ﺑﺎﺯﮔﺸﺖ ﺑﻪ ﺻﻔﺤﻪ ﻗﺒﻠﯽ
خرید پکیج
تعداد آیتم قابل مشاهده باقیمانده : 3 مورد
نسخه الکترونیک
medimedia.ir

Hypothesis testing in clinical research: Proof, p-values, and confidence intervals

Hypothesis testing in clinical research: Proof, p-values, and confidence intervals
Literature review current through: Jan 2024.
This topic last updated: Jan 23, 2024.

INTRODUCTION — Biostatistical concepts can be confusing to clinicians.
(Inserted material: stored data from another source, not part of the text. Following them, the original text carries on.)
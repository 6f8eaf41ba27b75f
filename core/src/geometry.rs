use crate::{Error, Result};
use nalgebra::{Matrix3, Matrix3x4, Matrix4, Point2, Point3, Rotation3, Vector3};

/// Pinhole intrinsics without skew.
#[derive(Debug, Clone, Copy, PartialEq)]
pub struct CameraIntrinsics {
    pub fx: f64,
    pub fy: f64,
    pub cx: f64,
    pub cy: f64,
    pub width: u32,
    pub height: u32,
}

impl CameraIntrinsics {
    pub fn new(fx: f64, fy: f64, cx: f64, cy: f64, width: u32, height: u32) -> Self {
        Self {
            fx,
            fy,
            cx,
            cy,
            width,
            height,
        }
    }

    /// Focal length equal to the image width, principal point at the image center.
    pub fn new_ideal(width: u32, height: u32) -> Self {
        let f = width as f64;
        Self::new(
            f,
            f,
            (width as f64 - 1.0) * 0.5,
            (height as f64 - 1.0) * 0.5,
            width,
            height,
        )
    }

    pub fn from_matrix(k: &Matrix3<f64>, width: u32, height: u32) -> Self {
        Self::new(k[(0, 0)], k[(1, 1)], k[(0, 2)], k[(1, 2)], width, height)
    }

    /// Intrinsics embedded in the left 3x3 block of a rectified projection matrix.
    pub fn from_projection(p: &Matrix3x4<f64>, width: u32, height: u32) -> Self {
        Self::new(p[(0, 0)], p[(1, 1)], p[(0, 2)], p[(1, 2)], width, height)
    }

    pub fn matrix(&self) -> Matrix3<f64> {
        Matrix3::new(self.fx, 0.0, self.cx, 0.0, self.fy, self.cy, 0.0, 0.0, 1.0)
    }

    pub fn inverse_matrix(&self) -> Matrix3<f64> {
        Matrix3::new(
            1.0 / self.fx,
            0.0,
            -self.cx / self.fx,
            0.0,
            1.0 / self.fy,
            -self.cy / self.fy,
            0.0,
            0.0,
            1.0,
        )
    }

    pub fn project(&self, point: &Point3<f64>) -> Point2<f64> {
        let x = point.x / point.z;
        let y = point.y / point.z;
        Point2::new(x * self.fx + self.cx, y * self.fy + self.cy)
    }

    pub fn unproject(&self, pixel: Point2<f64>, depth: f64) -> Point3<f64> {
        let x = (pixel.x - self.cx) / self.fx;
        let y = (pixel.y - self.cy) / self.fy;
        Point3::new(x * depth, y * depth, depth)
    }
}

/// Rigid transform mapping points from one frame into another: `x' = R x + t`.
#[derive(Debug, Clone, Copy, PartialEq)]
pub struct Pose {
    pub rotation: Matrix3<f64>,
    pub translation: Vector3<f64>,
}

impl Pose {
    pub fn new(rotation: Matrix3<f64>, translation: Vector3<f64>) -> Self {
        Self {
            rotation,
            translation,
        }
    }

    /// Builds a pose from an axis-angle rotation vector (Rodrigues form).
    pub fn from_rotation_vector(rvec: &Vector3<f64>, translation: Vector3<f64>) -> Self {
        Self {
            rotation: rotation_from_vector(rvec),
            translation,
        }
    }

    pub fn rotation_vector(&self) -> Vector3<f64> {
        rotation_to_vector(&self.rotation)
    }

    pub fn matrix(&self) -> Matrix4<f64> {
        let mut m = Matrix4::identity();
        m.fixed_view_mut::<3, 3>(0, 0).copy_from(&self.rotation);
        m.fixed_view_mut::<3, 1>(0, 3).copy_from(&self.translation);
        m
    }

    pub fn transform_point(&self, point: &Point3<f64>) -> Point3<f64> {
        Point3::from(self.rotation * point.coords + self.translation)
    }

    pub fn inverse(&self) -> Self {
        let r_inv = self.rotation.transpose();
        Self {
            rotation: r_inv,
            translation: -r_inv * self.translation,
        }
    }

    /// `self ∘ other`: applies `other` first, then `self`.
    pub fn compose(&self, other: &Pose) -> Self {
        Self {
            rotation: self.rotation * other.rotation,
            translation: self.rotation * other.translation + self.translation,
        }
    }
}

impl Default for Pose {
    fn default() -> Self {
        Self {
            rotation: Matrix3::identity(),
            translation: Vector3::zeros(),
        }
    }
}

pub fn rotation_from_vector(rvec: &Vector3<f64>) -> Matrix3<f64> {
    Rotation3::from_scaled_axis(*rvec).into_inner()
}

pub fn rotation_to_vector(rotation: &Matrix3<f64>) -> Vector3<f64> {
    Rotation3::from_matrix(rotation).scaled_axis()
}

pub fn skew_symmetric(v: &Vector3<f64>) -> Matrix3<f64> {
    Matrix3::new(0.0, -v[2], v[1], v[2], 0.0, -v[0], -v[1], v[0], 0.0)
}

/// Lens distortion coefficients in the order
/// `k1 k2 p1 p2 [k3 [k4 k5 k6 [s1 s2 s3 s4]]]`.
///
/// Four, five, eight and twelve coefficient vectors are accepted. Missing
/// trailing terms are zero. Tilted-sensor vectors (fourteen terms) are
/// accepted only when both tilt angles are zero.
#[derive(Debug, Clone, PartialEq)]
pub struct Distortion {
    coeffs: Vec<f64>,
}

impl Distortion {
    pub fn new(k1: f64, k2: f64, p1: f64, p2: f64, k3: f64) -> Self {
        Self {
            coeffs: vec![k1, k2, p1, p2, k3],
        }
    }

    pub fn none() -> Self {
        Self::new(0.0, 0.0, 0.0, 0.0, 0.0)
    }

    pub fn from_coefficients(coeffs: &[f64]) -> Result<Self> {
        match coeffs.len() {
            4 | 5 | 8 | 12 => {}
            14 => {
                if coeffs[12] != 0.0 || coeffs[13] != 0.0 {
                    return Err(Error::InvalidInput(
                        "tilted sensor distortion is not supported".into(),
                    ));
                }
            }
            n => {
                return Err(Error::InvalidInput(format!(
                    "distortion vector must have 4, 5, 8, 12 or 14 coefficients, got {n}"
                )))
            }
        }
        if coeffs.iter().any(|c| !c.is_finite()) {
            return Err(Error::InvalidInput(
                "distortion coefficients must be finite".into(),
            ));
        }
        let len = coeffs.len().min(12);
        Ok(Self {
            coeffs: coeffs[..len].to_vec(),
        })
    }

    pub fn coefficients(&self) -> &[f64] {
        &self.coeffs
    }

    fn coeff(&self, i: usize) -> f64 {
        self.coeffs.get(i).copied().unwrap_or(0.0)
    }

    pub fn k1(&self) -> f64 {
        self.coeff(0)
    }

    pub fn k2(&self) -> f64 {
        self.coeff(1)
    }

    pub fn p1(&self) -> f64 {
        self.coeff(2)
    }

    pub fn p2(&self) -> f64 {
        self.coeff(3)
    }

    pub fn k3(&self) -> f64 {
        self.coeff(4)
    }

    pub fn is_zero(&self) -> bool {
        self.coeffs.iter().all(|c| *c == 0.0)
    }

    fn radial_ratio(&self, r2: f64) -> f64 {
        let r4 = r2 * r2;
        let r6 = r4 * r2;
        let num = 1.0 + self.coeff(0) * r2 + self.coeff(1) * r4 + self.coeff(4) * r6;
        let den = 1.0 + self.coeff(5) * r2 + self.coeff(6) * r4 + self.coeff(7) * r6;
        num / den
    }

    fn offsets(&self, x: f64, y: f64, r2: f64) -> (f64, f64) {
        let r4 = r2 * r2;
        let (p1, p2) = (self.coeff(2), self.coeff(3));
        let dx = 2.0 * p1 * x * y + p2 * (r2 + 2.0 * x * x) + self.coeff(8) * r2 + self.coeff(9) * r4;
        let dy = p1 * (r2 + 2.0 * y * y) + 2.0 * p2 * x * y + self.coeff(10) * r2 + self.coeff(11) * r4;
        (dx, dy)
    }

    /// Maps ideal normalized coordinates to distorted normalized coordinates.
    pub fn apply(&self, x: f64, y: f64) -> (f64, f64) {
        let r2 = x * x + y * y;
        let radial = self.radial_ratio(r2);
        let (dx, dy) = self.offsets(x, y, r2);
        (x * radial + dx, y * radial + dy)
    }

    /// Inverts [`Distortion::apply`] by fixed-point iteration.
    pub fn remove(&self, x: f64, y: f64) -> (f64, f64) {
        if self.is_zero() {
            return (x, y);
        }
        let mut xu = x;
        let mut yu = y;
        for _ in 0..20 {
            let r2 = xu * xu + yu * yu;
            let radial = self.radial_ratio(r2);
            if !radial.is_finite() || radial.abs() < 1e-12 {
                return (x, y);
            }
            let (dx, dy) = self.offsets(xu, yu, r2);
            xu = (x - dx) / radial;
            yu = (y - dy) / radial;
        }
        (xu, yu)
    }
}

impl Default for Distortion {
    fn default() -> Self {
        Self::none()
    }
}

/// Axis-aligned pixel rectangle.
#[derive(Debug, Clone, Copy, PartialEq, Eq, Default)]
pub struct Roi {
    pub x: u32,
    pub y: u32,
    pub width: u32,
    pub height: u32,
}

impl Roi {
    pub fn new(x: u32, y: u32, width: u32, height: u32) -> Self {
        Self {
            x,
            y,
            width,
            height,
        }
    }

    pub fn full(width: u32, height: u32) -> Self {
        Self::new(0, 0, width, height)
    }

    pub fn is_empty(&self) -> bool {
        self.width == 0 || self.height == 0
    }

    pub fn area(&self) -> u64 {
        self.width as u64 * self.height as u64
    }

    pub fn contains(&self, x: u32, y: u32) -> bool {
        x >= self.x && y >= self.y && x < self.x + self.width && y < self.y + self.height
    }

    pub fn intersect(&self, other: &Roi) -> Roi {
        let x0 = self.x.max(other.x);
        let y0 = self.y.max(other.y);
        let x1 = (self.x + self.width).min(other.x + other.width);
        let y1 = (self.y + self.height).min(other.y + other.height);
        if x1 <= x0 || y1 <= y0 {
            return Roi::new(x0, y0, 0, 0);
        }
        Roi::new(x0, y0, x1 - x0, y1 - y0)
    }
}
The meaning of a p-value in particular is commonly misunderstood and yet is central to the way most clinicians interpret the results of scientific studies [1].

This topic will review the interpretation of p-values and confidence intervals, the idea of proof, and the concept of statistical power.

A glossary of these and other biostatistical and epidemiological terms is provided separately. (See "Glossary of common biostatistical and epidemiological terms".)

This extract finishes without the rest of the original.